#### Exercise details:
Every line in the records below that holds the word "Double" is to be copied.

Extracted records section start

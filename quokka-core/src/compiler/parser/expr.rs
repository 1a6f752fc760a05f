use super::type_name::TypeName;
use std::fmt;

// 表达式类型别名
pub type Expr = Box<ExprNode>;

/// 表达式节点：表达式本体 + 起始 token 所在行
#[derive(Debug, Clone, PartialEq)]
pub struct ExprNode {
    pub kind: ExprKind,
    pub line: usize,
}

impl ExprNode {
    pub fn new(kind: ExprKind, line: usize) -> Expr {
        Box::new(Self { kind, line })
    }
}

/// 表达式枚举
#[derive(Debug, Clone, PartialEq)]
pub enum ExprKind {
    // 常量
    Constant(Constant),
    // 标识符引用（变量或静态类型）
    Identifier(Identifier),
    // 二元运算
    Binary(Binary),
    // 一元运算
    Unary(Unary),
    // 函数调用 `f<T>(a, b)`
    FunctionCall(FunctionCall),
    // 方法调用 `x.m<T>(a)`
    MethodCall(MethodCall),
    // 成员访问 `x.m`
    MemberAccess(MemberAccess),
    // 索引访问 `x[i]`
    IndexAccess(IndexAccess),
    // 类型转换 `(T) x`
    Cast(Cast),
    // 对象/数组创建 `new T(args)`
    New(NewObject),
}

/// 常量，每种基本类型一个变体
#[derive(Debug, Clone, PartialEq)]
pub enum Constant {
    SByte(i8),
    Byte(u8),
    Short(i16),
    UShort(u16),
    Int(i32),
    UInt(u32),
    Long(i64),
    ULong(u64),
    Float(f32),
    Double(f64),
    Bool(bool),
    Char(char),
    String(String),
}

/// 二元运算符
#[derive(Debug, Clone, Copy, PartialEq, Eq, Hash)]
pub enum BinaryOp {
    LogicalOr,
    LogicalAnd,
    BitOr,
    BitXor,
    BitAnd,
    Equal,
    NotEqual,
    Less,
    LessEqual,
    Greater,
    GreaterEqual,
    ShiftLeft,
    ShiftRight,
    Add,
    Sub,
    Mul,
    Div,
    Rem,
}

impl BinaryOp {
    pub fn as_str(&self) -> &'static str {
        match self {
            BinaryOp::LogicalOr => "||",
            BinaryOp::LogicalAnd => "&&",
            BinaryOp::BitOr => "|",
            BinaryOp::BitXor => "^",
            BinaryOp::BitAnd => "&",
            BinaryOp::Equal => "==",
            BinaryOp::NotEqual => "!=",
            BinaryOp::Less => "<",
            BinaryOp::LessEqual => "<=",
            BinaryOp::Greater => ">",
            BinaryOp::GreaterEqual => ">=",
            BinaryOp::ShiftLeft => "<<",
            BinaryOp::ShiftRight => ">>",
            BinaryOp::Add => "+",
            BinaryOp::Sub => "-",
            BinaryOp::Mul => "*",
            BinaryOp::Div => "/",
            BinaryOp::Rem => "%",
        }
    }

    pub fn is_equality(&self) -> bool {
        matches!(self, BinaryOp::Equal | BinaryOp::NotEqual)
    }

    pub fn is_relational(&self) -> bool {
        matches!(
            self,
            BinaryOp::Less | BinaryOp::LessEqual | BinaryOp::Greater | BinaryOp::GreaterEqual
        )
    }

    pub fn is_logical(&self) -> bool {
        matches!(self, BinaryOp::LogicalOr | BinaryOp::LogicalAnd)
    }
}

impl fmt::Display for BinaryOp {
    fn fmt(&self, f: &mut fmt::Formatter<'_>) -> fmt::Result {
        write!(f, "{}", self.as_str())
    }
}

/// 一元运算符
#[derive(Debug, Clone, Copy, PartialEq, Eq, Hash)]
pub enum UnaryOp {
    Neg,
    LogicalNot,
    BitNot,
}

impl UnaryOp {
    pub fn as_str(&self) -> &'static str {
        match self {
            UnaryOp::Neg => "-",
            UnaryOp::LogicalNot => "!",
            UnaryOp::BitNot => "~",
        }
    }
}

#[derive(Debug, Clone, PartialEq)]
pub struct Identifier {
    pub name: String,
}

#[derive(Debug, Clone, PartialEq)]
pub struct Binary {
    pub left: Expr,
    pub op: BinaryOp,
    pub right: Expr,
}

#[derive(Debug, Clone, PartialEq)]
pub struct Unary {
    pub op: UnaryOp,
    pub operand: Expr,
}

#[derive(Debug, Clone, PartialEq)]
pub struct FunctionCall {
    pub name: String,
    pub args: Vec<Expr>,
    pub type_args: Vec<TypeName>,
}

#[derive(Debug, Clone, PartialEq)]
pub struct MethodCall {
    pub target: Expr,
    pub name: String,
    pub args: Vec<Expr>,
    pub type_args: Vec<TypeName>,
}

#[derive(Debug, Clone, PartialEq)]
pub struct MemberAccess {
    pub target: Expr,
    pub member: String,
}

#[derive(Debug, Clone, PartialEq)]
pub struct IndexAccess {
    pub target: Expr,
    pub index: Expr,
}

#[derive(Debug, Clone, PartialEq)]
pub struct Cast {
    pub type_name: TypeName,
    pub value: Expr,
}

#[derive(Debug, Clone, PartialEq)]
pub struct NewObject {
    pub type_name: TypeName,
    pub args: Vec<Expr>,
}

fn join<T: fmt::Display>(items: &[T]) -> String {
    items
        .iter()
        .map(|item| item.to_string())
        .collect::<Vec<_>>()
        .join(", ")
}

fn type_args_suffix(type_args: &[TypeName]) -> String {
    if type_args.is_empty() {
        String::new()
    } else {
        format!("<{}>", join(type_args))
    }
}

impl fmt::Display for Constant {
    fn fmt(&self, f: &mut fmt::Formatter<'_>) -> fmt::Result {
        match self {
            Constant::SByte(v) => write!(f, "{v}"),
            Constant::Byte(v) => write!(f, "{v}"),
            Constant::Short(v) => write!(f, "{v}"),
            Constant::UShort(v) => write!(f, "{v}"),
            Constant::Int(v) => write!(f, "{v}"),
            Constant::UInt(v) => write!(f, "{v}"),
            Constant::Long(v) => write!(f, "{v}"),
            Constant::ULong(v) => write!(f, "{v}"),
            Constant::Float(v) => write!(f, "{v}"),
            Constant::Double(v) => write!(f, "{v}"),
            Constant::Bool(v) => write!(f, "{v}"),
            Constant::Char(v) => write!(f, "{v:?}"),
            Constant::String(v) => write!(f, "{v:?}"),
        }
    }
}

// 完全加括号的输出，便于检查结合性
impl fmt::Display for ExprKind {
    fn fmt(&self, f: &mut fmt::Formatter<'_>) -> fmt::Result {
        match self {
            ExprKind::Constant(c) => write!(f, "{c}"),
            ExprKind::Identifier(id) => write!(f, "{}", id.name),
            ExprKind::Binary(bin) => write!(f, "({} {} {})", bin.left, bin.op, bin.right),
            ExprKind::Unary(un) => write!(f, "({}{})", un.op.as_str(), un.operand),
            ExprKind::FunctionCall(call) => write!(
                f,
                "{}{}({})",
                call.name,
                type_args_suffix(&call.type_args),
                join(&call.args)
            ),
            ExprKind::MethodCall(call) => write!(
                f,
                "{}.{}{}({})",
                call.target,
                call.name,
                type_args_suffix(&call.type_args),
                join(&call.args)
            ),
            ExprKind::MemberAccess(m) => write!(f, "{}.{}", m.target, m.member),
            ExprKind::IndexAccess(i) => write!(f, "{}[{}]", i.target, i.index),
            ExprKind::Cast(c) => write!(f, "(({}) {})", c.type_name, c.value),
            ExprKind::New(n) => write!(f, "new {}({})", n.type_name, join(&n.args)),
        }
    }
}

impl fmt::Display for ExprNode {
    fn fmt(&self, f: &mut fmt::Formatter<'_>) -> fmt::Result {
        write!(f, "{}", self.kind)
    }
}
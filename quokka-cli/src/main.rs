//! Quokka CLI - Command line interface
//!
//! `quokka build` compiles each source file into a `<stem>.qbc.json` program;
//! `quokka check` only reports diagnostics.

use clap::{Parser, Subcommand, ValueEnum};
use std::path::{Path, PathBuf};
use std::process;
use tracing::{debug, info, Level};

mod config;
mod logging;
mod platform;

use crate::config::ConfigFile;
use crate::logging::LogFormat;
use crate::platform::print_error_with_source;
use quokka_api::{compile_with_config, get_config, init_config, CompileOutput, RunConfig};
use quokka_core::compiler::lexer::tokenize;

/// 生成文件的扩展名
const ARTIFACT_EXTENSION: &str = "qbc.json";

/// 诊断输出格式
#[derive(Clone, Copy, Debug, Default, PartialEq, Eq, ValueEnum)]
enum MessageFormat {
    /// 带源码上下文的终端输出
    #[default]
    Human,
    /// 每行一个 JSON 错误报告（stdout）
    Json,
}

#[derive(Parser)]
#[command(name = "quokka", about = "Quokka programming language compiler", version = env!("CARGO_PKG_VERSION"))]
struct Cli {
    /// JSON configuration file (compiler, limits and log levels)
    #[arg(long, global = true, value_name = "FILE")]
    config: Option<PathBuf>,

    /// Global log level: error, warn, info, debug, trace
    #[arg(long = "log-level", global = true, value_name = "LEVEL")]
    log_level: Option<Level>,

    /// Log output format
    #[arg(long = "log-format", global = true, value_enum, default_value_t = LogFormat::Compact)]
    log_format: LogFormat,

    /// Also append logs to this file
    #[arg(long = "log-file", global = true, value_name = "FILE")]
    log_file: Option<PathBuf>,

    /// Diagnostic output format
    #[arg(long = "message-format", global = true, value_enum, default_value_t = MessageFormat::Human)]
    message_format: MessageFormat,

    #[command(subcommand)]
    cmd: Commands,
}

#[derive(Subcommand)]
enum Commands {
    /// Compile source files into program artifacts
    Build {
        /// Source files to compile
        #[arg(required = true)]
        files: Vec<PathBuf>,

        /// Output directory for artifacts (defaults to each source file's directory)
        #[arg(short, long = "out-dir", value_name = "DIR")]
        out_dir: Option<PathBuf>,

        /// Print the disassembly of every compiled program
        #[arg(long)]
        dump: bool,
    },

    /// Only report diagnostics, write nothing
    Check {
        /// Source files to check
        #[arg(required = true)]
        files: Vec<PathBuf>,
    },
}

fn main() {
    let cli = Cli::parse();

    let file_config = match cli.config.as_deref().map(ConfigFile::load).transpose() {
        Ok(config) => config.unwrap_or_default(),
        Err(e) => {
            eprintln!("Error: {e}");
            process::exit(1);
        }
    };
    let log_config = match file_config.log_config(cli.log_level) {
        Ok(config) => config,
        Err(e) => {
            eprintln!("Error: {e}");
            process::exit(1);
        }
    };
    if let Err(e) = logging::init_with_file(&log_config, cli.log_format, cli.log_file.as_deref())
    {
        eprintln!("Error: Cannot initialize logging: {e}");
        process::exit(1);
    }

    let (files, mode, dump) = match &cli.cmd {
        Commands::Build {
            files,
            out_dir,
            dump,
        } => (
            files,
            Mode::Build {
                out_dir: out_dir.as_deref(),
            },
            *dump,
        ),
        Commands::Check { files } => (files, Mode::Check, false),
    };

    // Initialize API config (global singleton for convenience)
    let run_config = RunConfig {
        dump_bytecode: dump,
        compiler: file_config.compiler,
        limits: file_config.limits,
        ..RunConfig::default()
    };
    if init_config(run_config).is_err() {
        debug!(target: "quokka::cli", "Global config already initialized");
    }

    let mut failed = 0;
    for path in files {
        if !process_file(path, mode, cli.message_format) {
            failed += 1;
        }
    }

    info!(
        target: "quokka::cli",
        files = files.len(),
        failed,
        "Done"
    );
    if failed > 0 {
        process::exit(1);
    }
}

/// 单个文件的处理方式
#[derive(Clone, Copy, Debug)]
enum Mode<'a> {
    Check,
    Build { out_dir: Option<&'a Path> },
}

/// 编译单个文件，返回是否成功
fn process_file(path: &Path, mode: Mode, format: MessageFormat) -> bool {
    let source = match std::fs::read_to_string(path) {
        Ok(s) => s,
        Err(e) => {
            eprintln!("Error: Cannot read source file '{}': {}", path.display(), e);
            return false;
        }
    };

    let stem = path
        .file_stem()
        .map(|s| s.to_string_lossy().into_owned())
        .unwrap_or_else(|| "main".to_string());
    let config = get_config().clone().with_module_name(&stem);
    info!(target: "quokka::cli", file = %path.display(), "Compiling");

    let output = match compile_with_config(&source, &config) {
        Ok(output) => output,
        Err(failure) => {
            report_errors(path, &failure.errors, &source, format);
            return false;
        }
    };

    if config.dump_bytecode {
        print!("{}", output.program.disassemble());
    }

    match mode {
        Mode::Build { out_dir } => {
            let dir = out_dir
                .map(Path::to_path_buf)
                .or_else(|| path.parent().map(Path::to_path_buf))
                .unwrap_or_default();
            match write_artifact(&output, &dir, &stem) {
                Ok(artifact) => {
                    println!("Compiled {} -> {}", path.display(), artifact.display());
                    true
                }
                Err(e) => {
                    eprintln!("Error: {e}");
                    false
                }
            }
        }
        Mode::Check => {
            println!("{}: ok", path.display());
            true
        }
    }
}

fn report_errors(
    path: &Path,
    errors: &[quokka_api::QuokkaError],
    source: &str,
    format: MessageFormat,
) {
    let (lines, _) = tokenize(source);
    for error in errors {
        match format {
            MessageFormat::Human => print_error_with_source(path, error, &lines),
            MessageFormat::Json => match serde_json::to_string(&error.to_report()) {
                Ok(json) => println!("{json}"),
                Err(e) => eprintln!("Error: Cannot serialize report: {e}"),
            },
        }
    }
    eprintln!("{}: {} error(s)", path.display(), errors.len());
}

/// 将程序写为 `<dir>/<stem>.qbc.json`
fn write_artifact(output: &CompileOutput, dir: &Path, stem: &str) -> Result<PathBuf, String> {
    if !dir.as_os_str().is_empty() {
        std::fs::create_dir_all(dir)
            .map_err(|e| format!("Cannot create '{}': {}", dir.display(), e))?;
    }
    let artifact = dir.join(format!("{stem}.{ARTIFACT_EXTENSION}"));
    let json = serde_json::to_string_pretty(&output.program)
        .map_err(|e| format!("Cannot serialize program: {e}"))?;
    std::fs::write(&artifact, json)
        .map_err(|e| format!("Cannot write '{}': {}", artifact.display(), e))?;
    debug!(target: "quokka::cli", artifact = %artifact.display(), "Artifact written");
    Ok(artifact)
}
//! Lexer 错误类型
//!
//! 提供结构化的词法错误信息，包含错误类型、位置和详细消息。

use std::fmt;

use super::token::Coordinate;

/// 词法错误类型
#[derive(Debug, Clone, PartialEq, Eq)]
pub enum LexerErrorKind {
    /// 无效字符
    InvalidChar(char),
    /// 未闭合的字符串
    UnterminatedString,
    /// 未闭合的字符字面量
    UnterminatedChar,
    /// 字符字面量必须恰好包含一个字符
    InvalidCharLiteral(String),
    /// 无效的数字（包括未知后缀）
    InvalidNumber(String),
}

/// 词法错误，包含结构化信息
#[derive(Debug, Clone, PartialEq)]
pub struct LexerError {
    /// 错误类型
    pub kind: LexerErrorKind,
    /// 错误发生的位置
    pub position: Coordinate,
    /// 详细错误消息
    pub message: String,
}

impl LexerError {
    /// 在指定位置创建错误
    pub fn at(kind: LexerErrorKind, position: Coordinate) -> Self {
        let message = Self::format_message(&kind);
        Self {
            kind,
            position,
            message,
        }
    }

    /// 获取行号（1-based）
    pub fn line(&self) -> usize {
        self.position.line
    }

    /// 获取列号（1-based）
    pub fn column(&self) -> usize {
        self.position.column
    }

    fn format_message(kind: &LexerErrorKind) -> String {
        match kind {
            LexerErrorKind::InvalidChar(ch) => format!("Invalid character '{ch}'"),
            LexerErrorKind::UnterminatedString => "Unterminated string literal".to_string(),
            LexerErrorKind::UnterminatedChar => "Unterminated char literal".to_string(),
            LexerErrorKind::InvalidCharLiteral(text) => {
                format!("Char literal must contain exactly one character: '{text}'")
            }
            LexerErrorKind::InvalidNumber(num) => format!("Invalid number format '{num}'"),
        }
    }
}

impl fmt::Display for LexerError {
    fn fmt(&self, f: &mut fmt::Formatter<'_>) -> fmt::Result {
        write!(
            f,
            "[{}:{}] {}",
            self.position.line, self.position.column, self.message
        )
    }
}

impl std::error::Error for LexerError {}

#[cfg(test)]
mod tests {
    use super::*;

    #[test]
    fn test_error_display_has_position() {
        let err = LexerError::at(LexerErrorKind::InvalidChar('#'), Coordinate::new(3, 7));
        assert_eq!(err.line(), 3);
        assert_eq!(err.column(), 7);
        assert_eq!(err.to_string(), "[3:7] Invalid character '#'");
    }
}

Extracted records section end

#### Written answer:
    Double(f64),
            Constant::Double(v) => write!(f, "{v}"),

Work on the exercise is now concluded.